Records for the task: Begin

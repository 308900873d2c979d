pub mod models;

use std::ops::Deref;
use std::str::FromStr;

use sqlx::sqlite::{SqliteConnectOptions, SqlitePool, SqlitePoolOptions};
use url::Url;

const SCHEMA: &str = r#"
CREATE TABLE IF NOT EXISTS accounts (
    name           TEXT PRIMARY KEY,
    driver         TEXT NOT NULL,
    username       TEXT NOT NULL DEFAULT '',
    password       TEXT NOT NULL DEFAULT '',
    root_folder    TEXT NOT NULL DEFAULT '',
    status         TEXT NOT NULL DEFAULT '',
    drive_id       TEXT NOT NULL DEFAULT '',
    proxy          INTEGER NOT NULL DEFAULT 0,
    sort_by        TEXT NOT NULL DEFAULT 'name',
    sort_direction TEXT NOT NULL DEFAULT 'asc',
    updated_at     TEXT
)
"#;

/// SQLite-backed account store.
///
/// Writes are single statements, so each account record is updated
/// transactionally; no partial-field write is ever observable.
#[derive(Clone)]
pub struct Database(SqlitePool);

impl Database {
    pub async fn connect(url: &Url) -> Result<Self, DatabaseSetupError> {
        let options =
            SqliteConnectOptions::from_str(url.as_str())?.create_if_missing(true);
        // An in-memory database exists per connection; keep the pool at one
        // so every caller sees the same store.
        let max_connections = if url.as_str().contains(":memory:") { 1 } else { 5 };
        let pool = SqlitePoolOptions::new()
            .max_connections(max_connections)
            .connect_with(options)
            .await?;
        sqlx::query(SCHEMA).execute(&pool).await?;
        Ok(Self(pool))
    }
}

impl Deref for Database {
    type Target = SqlitePool;

    fn deref(&self) -> &Self::Target {
        &self.0
    }
}

#[derive(Debug, thiserror::Error)]
pub enum DatabaseSetupError {
    #[error("database error: {0}")]
    Database(#[from] sqlx::Error),
}
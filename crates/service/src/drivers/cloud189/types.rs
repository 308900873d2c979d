//! Wire types for the Cloud 189 open API.

use serde::Deserialize;

/// Unified raw record for one listing entry; the vendor returns folders and
/// files in separate arrays, merged into this shape before caching.
#[derive(Debug, Clone)]
pub struct Cloud189Record {
    pub id: String,
    pub name: String,
    /// Byte size for files; folders carry no size.
    pub size: u64,
    pub is_folder: bool,
    /// Vendor-local timestamp, `YYYY-MM-DD HH:MM:SS`.
    pub last_op_time: Option<String>,
    pub thumbnail: Option<String>,
}

#[derive(Debug, Deserialize)]
#[serde(rename_all = "camelCase")]
pub struct ListFilesResponse {
    #[serde(default, alias = "res_code")]
    pub res_code: i64,
    #[serde(default, alias = "res_message")]
    pub res_message: Option<String>,
    #[serde(default)]
    pub file_list_a_o: Option<FileListAo>,
}

#[derive(Debug, Default, Deserialize)]
#[serde(rename_all = "camelCase")]
pub struct FileListAo {
    #[serde(default)]
    pub count: i64,
    #[serde(default)]
    pub file_list: Vec<RemoteFile>,
    #[serde(default)]
    pub folder_list: Vec<RemoteFolder>,
}

#[derive(Debug, Clone, Deserialize)]
#[serde(rename_all = "camelCase")]
pub struct RemoteFile {
    pub id: i64,
    pub name: String,
    #[serde(default)]
    pub size: i64,
    #[serde(default)]
    pub last_op_time: Option<String>,
    #[serde(default)]
    pub icon: Option<FileIcon>,
}

#[derive(Debug, Clone, Deserialize)]
#[serde(rename_all = "camelCase")]
pub struct RemoteFolder {
    pub id: i64,
    pub name: String,
    #[serde(default)]
    pub last_op_time: Option<String>,
}

#[derive(Debug, Clone, Deserialize)]
#[serde(rename_all = "camelCase")]
pub struct FileIcon {
    #[serde(default)]
    pub small_url: Option<String>,
    #[serde(default)]
    pub large_url: Option<String>,
}

#[derive(Debug, Deserialize)]
#[serde(rename_all = "camelCase")]
pub struct DownloadResponse {
    #[serde(default, alias = "res_code")]
    pub res_code: i64,
    #[serde(default, alias = "res_message")]
    pub res_message: Option<String>,
    #[serde(default)]
    pub file_download_url: String,
}

#[derive(Debug, Deserialize)]
#[serde(rename_all = "camelCase")]
pub struct ApiResponse {
    #[serde(default, alias = "res_code")]
    pub res_code: i64,
    #[serde(default, alias = "res_message")]
    pub res_message: Option<String>,
}

#[derive(Debug, Deserialize)]
#[serde(rename_all = "camelCase")]
pub struct SessionResponse {
    #[serde(default, alias = "res_code")]
    pub res_code: i64,
    #[serde(default, alias = "res_message")]
    pub res_message: Option<String>,
    #[serde(default)]
    pub session_key: String,
}

impl FileListAo {
    /// Merge the vendor's split folder/file arrays into uniform records.
    pub fn into_records(self) -> Vec<Cloud189Record> {
        let mut records = Vec::with_capacity(self.folder_list.len() + self.file_list.len());
        for folder in self.folder_list {
            records.push(Cloud189Record {
                id: folder.id.to_string(),
                name: folder.name,
                size: 0,
                is_folder: true,
                last_op_time: folder.last_op_time,
                thumbnail: None,
            });
        }
        for file in self.file_list {
            records.push(Cloud189Record {
                id: file.id.to_string(),
                name: file.name,
                size: file.size.max(0) as u64,
                is_folder: false,
                last_op_time: file.last_op_time,
                thumbnail: file.icon.and_then(|icon| icon.small_url.or(icon.large_url)),
            });
        }
        records
    }
}

#[cfg(test)]
mod tests {
    use super::*;

    #[test]
    fn listing_response_parses_and_merges() {
        let body = r#"{
            "resCode": 0,
            "fileListAO": {
                "count": 2,
                "fileList": [
                    {"id": 11, "name": "a.txt", "size": 10,
                     "lastOpTime": "2021-03-01 09:00:00",
                     "icon": {"smallUrl": "https://thumb/s.png"}}
                ],
                "folderList": [
                    {"id": 7, "name": "sub", "lastOpTime": "2021-03-01 08:00:00"}
                ]
            }
        }"#;
        let resp: ListFilesResponse = serde_json::from_str(body).unwrap();
        assert_eq!(resp.res_code, 0);
        let records = resp.file_list_a_o.unwrap().into_records();
        assert_eq!(records.len(), 2);
        assert!(records[0].is_folder);
        assert_eq!(records[0].id, "7");
        assert_eq!(records[1].name, "a.txt");
        assert_eq!(records[1].size, 10);
        assert_eq!(records[1].thumbnail.as_deref(), Some("https://thumb/s.png"));
    }
}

Records for the task: End

▶ _What to do_: Whenever a line in the material contains the word "folders", copy that line.

▶ _Response to this exercise_:
/// Unified raw record for one listing entry; the vendor returns folders and
    /// Byte size for files; folders carry no size.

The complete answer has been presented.